> **REQUIREMENT**
Below is some data. Retype exactly the lines starting at the one with "use crate::dispatcher::InscribeAction;" and ending at the one with "for 'pin'; defaults".

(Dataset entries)
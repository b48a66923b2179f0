//! `inscribe` — writes memories, links, pins, and active context.

use serde_json::{json, Value};

use daemon_core::{Engine, MemoryDraft, Relationship};

use crate::dispatcher::InscribeAction;
use crate::error::{DaemonError, DaemonResult};
use crate::tools::base_properties;
use crate::tools::util::{deserialize_field, i64_field, opt_str_field, str_field};

pub fn schema() -> Value {
    let mut properties = base_properties();
    properties["action"] = json!({
        "type": "string",
        "enum": ["remember", "remember_batch", "link", "unlink", "pin", "unpin", "active_context"],
    });
    properties["memory"] = json!({"type": "object", "description": "Required for 'remember': a memory draft (category, content, rationale, context, tags, filePath, entities, happenedAt, pinned)."});
    properties["memories"] = json!({"type": "array", "description": "Required for 'remember_batch': a list of memory drafts."});
    properties["source"] = json!({"type": "integer", "description": "Required for 'link'/'unlink'."});
    properties["target"] = json!({"type": "integer", "description": "Required for 'link'/'unlink'."});
    properties["relationship"] = json!({
        "type": "string",
        "enum": ["led_to", "supersedes", "depends_on", "conflicts_with", "related_to"],
        "description": "Required for 'link'/'unlink'."
    });
    properties["memoryId"] = json!({"type": "integer", "description": "Required for 'pin'/'unpin'."});
    properties["priority"] = json!({"type": "integer", "description": "Optional for 'pin'; defaults to 0."});
    properties["reason"] = json!({"type": "string", "description": "Required for 'pin': why this memory is pinned."});
    properties["expiresAt"] = json!({"type": "string", "description": "Optional RFC3339 expiry for 'pin'."});
    json!({
        "type": "object",
        "properties": properties,
        "required": ["projectPath", "action"]
    })
}

pub fn execute(engine: &Engine, _project: &str, act: InscribeAction, args: &Value) -> DaemonResult<Value> {
    match act {
        InscribeAction::Remember => {
            let draft: MemoryDraft = deserialize_field(args, "memory")?;
            let id = engine.remember(draft)?;
            Ok(json!({"id": id}))
        }
        InscribeAction::RememberBatch => {
            let drafts: Vec<MemoryDraft> = deserialize_field(args, "memories")?;
            let ids = engine.remember_batch(drafts)?;
            Ok(json!({"ids": ids}))
        }
        InscribeAction::Link => {
            let (source, target, relationship) = link_args(args)?;
            engine.link(source, target, relationship)?;
            Ok(json!({}))
        }
        InscribeAction::Unlink => {
            let (source, target, relationship) = link_args(args)?;
            engine.unlink(source, target, relationship)?;
            Ok(json!({}))
        }
        InscribeAction::Pin => {
            let memory_id = i64_field(args, "memoryId")?;
            let priority = args.get("priority").and_then(Value::as_i64).unwrap_or(0) as i32;
            let reason = str_field(args, "reason")?;
            let expires_at = opt_str_field(args, "expiresAt")
                .map(|s| {
                    chrono::DateTime::parse_from_rfc3339(&s)
                        .map(|d| d.with_timezone(&chrono::Utc))
                        .map_err(|e| DaemonError::InvalidArgument(format!("expiresAt malformed: {e}")))
                })
                .transpose()?;
            engine.pin(memory_id, priority, reason, expires_at)?;
            Ok(json!({}))
        }
        InscribeAction::Unpin => {
            let memory_id = i64_field(args, "memoryId")?;
            engine.unpin(memory_id)?;
            Ok(json!({}))
        }
        InscribeAction::ActiveContext => {
            let entries = engine.active_context()?;
            Ok(json!({"activeContext": entries}))
        }
    }
}

fn link_args(args: &Value) -> DaemonResult<(i64, i64, Relationship)> {
    let source = i64_field(args, "source")?;
    let target = i64_field(args, "target")?;
    let relationship: Relationship = deserialize_field(args, "relationship")?;
    Ok((source, target, relationship))
}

> **OUTPUT**
use crate::dispatcher::InscribeAction;
use crate::error::{DaemonError, DaemonResult};
use crate::tools::base_properties;
use crate::tools::util::{deserialize_field, i64_field, opt_str_field, str_field};

pub fn schema() -> Value {
    let mut properties = base_properties();
    properties["action"] = json!({
        "type": "string",
        "enum": ["remember", "remember_batch", "link", "unlink", "pin", "unpin", "active_context"],
    });
    properties["memory"] = json!({"type": "object", "description": "Required for 'remember': a memory draft (category, content, rationale, context, tags, filePath, entities, happenedAt, pinned)."});
    properties["memories"] = json!({"type": "array", "description": "Required for 'remember_batch': a list of memory drafts."});
    properties["source"] = json!({"type": "integer", "description": "Required for 'link'/'unlink'."});
    properties["target"] = json!({"type": "integer", "description": "Required for 'link'/'unlink'."});
    properties["relationship"] = json!({
        "type": "string",
        "enum": ["led_to", "supersedes", "depends_on", "conflicts_with", "related_to"],
        "description": "Required for 'link'/'unlink'."
    });
    properties["memoryId"] = json!({"type": "integer", "description": "Required for 'pin'/'unpin'."});
    properties["priority"] = json!({"type": "integer", "description": "Optional for 'pin'; defaults to 0."});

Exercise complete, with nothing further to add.